▸ TASK BRIEF: Which lines in the records below hold the word "Returns"? Copy each of them.

[Data entries]

::::::::::

//! Brace-aware template conversion
//!
//! A character scanner over the source text. Outside templates every character is
//! copied. Inside a template it tracks `\` escapes and `${ ... }` brace depth, so
//! escaped backticks and object literals inside holes survive. The surrounding
//! language is not tokenized: a backtick inside an ordinary string or comment still
//! opens a template.
//!
//! Output is always a single line. Line breaks become `\n` escapes and the
//! indentation after them is dropped.

use std::iter::Peekable;
use std::str::CharIndices;

#[derive(Debug, Clone, PartialEq, Eq)]
enum Segment {
    Text(String),
    Expr(String),
}

/// Rewrite every template in `text`. Returns the new text and the number of
/// templates converted. An unterminated template is left as-is.
pub fn convert_text(text: &str) -> (String, usize) {
    let mut out = String::with_capacity(text.len());
    let mut spans = 0;
    let mut rest = text;

    while let Some(open) = rest.find('`') {
        out.push_str(&rest[..open]);
        let body = &rest[open + 1..];
        match scan_template(body) {
            Some((segments, consumed)) => {
                out.push_str(&render(&segments));
                spans += 1;
                rest = &body[consumed..];
            }
            None => {
                tracing::debug!("unterminated template, copying verbatim");
                out.push_str(&rest[open..]);
                rest = "";
            }
        }
    }
    out.push_str(rest);

    (out, spans)
}

/// Convert the content of a single template (without the backticks).
pub fn convert_span(content: &str) -> String {
    let mut body = String::with_capacity(content.len() + 1);
    body.push_str(content);
    body.push('`');
    match scan_template(&body) {
        Some((segments, _)) => render(&segments),
        None => "\"\"".to_string(),
    }
}

/// Scan from just after an opening backtick. Returns the segments and the number of
/// bytes consumed, closing backtick included, or `None` if input ends first.
fn scan_template(src: &str) -> Option<(Vec<Segment>, usize)> {
    let mut segments = Vec::new();
    let mut current = String::new();
    let mut chars = src.char_indices().peekable();

    while let Some((idx, c)) = chars.next() {
        match c {
            '`' => {
                flush_text(&mut segments, &mut current);
                return Some((segments, idx + 1));
            }
            '\\' => match chars.next()? {
                (_, '`') => current.push('`'),
                (_, escaped) => {
                    current.push('\\');
                    current.push(escaped);
                }
            },
            '$' if matches!(chars.peek(), Some((_, '{'))) => {
                chars.next();
                flush_text(&mut segments, &mut current);
                segments.push(Segment::Expr(scan_hole(&mut chars)?));
            }
            '"' => current.push_str("\\\""),
            '\r' if matches!(chars.peek(), Some((_, '\n'))) => {
                chars.next();
                push_line_break(&mut current, &mut chars);
            }
            '\n' => push_line_break(&mut current, &mut chars),
            _ => current.push(c),
        }
    }

    None
}

/// Read a hole body up to the `}` that balances the opening `${`.
fn scan_hole(chars: &mut Peekable<CharIndices<'_>>) -> Option<String> {
    let mut expr = String::new();
    let mut depth = 1usize;

    loop {
        let (_, c) = chars.next()?;
        match c {
            '{' => depth += 1,
            '}' => {
                depth -= 1;
                if depth == 0 {
                    return Some(expr);
                }
            }
            _ => {}
        }
        expr.push(c);
    }
}

fn push_line_break(current: &mut String, chars: &mut Peekable<CharIndices<'_>>) {
    current.push_str("\\n");
    while matches!(chars.peek(), Some((_, ' ' | '\t'))) {
        chars.next();
    }
}

fn flush_text(segments: &mut Vec<Segment>, current: &mut String) {
    if !current.is_empty() {
        segments.push(Segment::Text(std::mem::take(current)));
    }
}

/// Join segments with ` + `. A leading expression gets an `""` prefix so the
/// concatenation starts from a string.
fn render(segments: &[Segment]) -> String {
    let parts: Vec<String> = segments
        .iter()
        .map(|segment| match segment {
            Segment::Text(text) => format!("\"{}\"", text),
            Segment::Expr(expr) => format!("({})", expr),
        })
        .collect();

    match segments.first() {
        None => "\"\"".to_string(),
        Some(Segment::Expr(_)) => format!("\"\" + {}", parts.join(" + ")),
        Some(Segment::Text(_)) => parts.join(" + "),
    }
}

#[cfg(test)]
mod tests {
    use super::*;
    use rstest::rstest;

    #[rstest]
    #[case::plain("hello", r#""hello""#)]
    #[case::empty("", r#""""#)]
    #[case::surrounded("a${x}b", r#""a" + (x) + "b""#)]
    #[case::hole_only("${x}", r#""" + (x)"#)]
    #[case::adjacent_holes("${a}${b}", r#""" + (a) + (b)"#)]
    #[case::trailing_hole("total: ${n}", r#""total: " + (n)"#)]
    #[case::nested_braces("${ {a: 1}.a }", r#""" + ( {a: 1}.a )"#)]
    #[case::escaped_backtick(r"use \`code\`", r#""use `code`""#)]
    #[case::other_escapes_kept(r"tab\there \${not}", r#""tab\there \${not}""#)]
    #[case::double_quotes(r#"say "${x}""#, r#""say \"" + (x) + "\"""#)]
    fn single_template(#[case] content: &str, #[case] expected: &str) {
        assert_eq!(convert_span(content), expected);
    }

    #[test]
    fn line_breaks_become_escapes_and_drop_indentation() {
        let out = convert_span("Dear ${name},\n    thanks.\n");
        assert_eq!(out, r#""Dear " + (name) + ",\nthanks.\n""#);
    }

    #[test]
    fn crlf_line_breaks_are_handled() {
        assert_eq!(convert_span("a\r\n\tb"), r#""a\nb""#);
    }

    #[test]
    fn converts_text_with_surrounding_code() {
        let (out, spans) = convert_text("const s = `Hi ${name}!`;\nlet t = `x`;");
        assert_eq!(out, "const s = \"Hi \" + (name) + \"!\";\nlet t = \"x\";");
        assert_eq!(spans, 2);
    }

    #[test]
    fn embedded_escaped_backtick_keeps_span_whole() {
        let (out, spans) = convert_text(r"x = `a \` b`;");
        assert_eq!(out, r#"x = "a ` b";"#);
        assert_eq!(spans, 1);
    }

    #[test]
    fn backtick_inside_hole_expression_does_not_close_template() {
        let (out, spans) = convert_text("`${ f(`inner`) }`");
        assert_eq!(out, "\"\" + ( f(`inner`) )");
        assert_eq!(spans, 1);
    }

    #[test]
    fn unterminated_template_is_copied_verbatim() {
        let source = "ok = `done`; broken = `never closed ${x}";
        let (out, spans) = convert_text(source);
        assert_eq!(out, "ok = \"done\"; broken = `never closed ${x}");
        assert_eq!(spans, 1);
    }

    #[test]
    fn unterminated_hole_is_copied_verbatim() {
        let (out, spans) = convert_text("x = `${a`");
        assert_eq!(out, "x = `${a`");
        assert_eq!(spans, 0);
    }

    #[test]
    fn text_without_backticks_is_unchanged() {
        let source = "const a = \"\" + b;\n";
        assert_eq!(convert_text(source), (source.to_string(), 0));
    }
}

::::::::::

▸ THE ANSWER:
/// Rewrite every template in `text`. Returns the new text and the number of
/// Scan from just after an opening backtick. Returns the segments and the number of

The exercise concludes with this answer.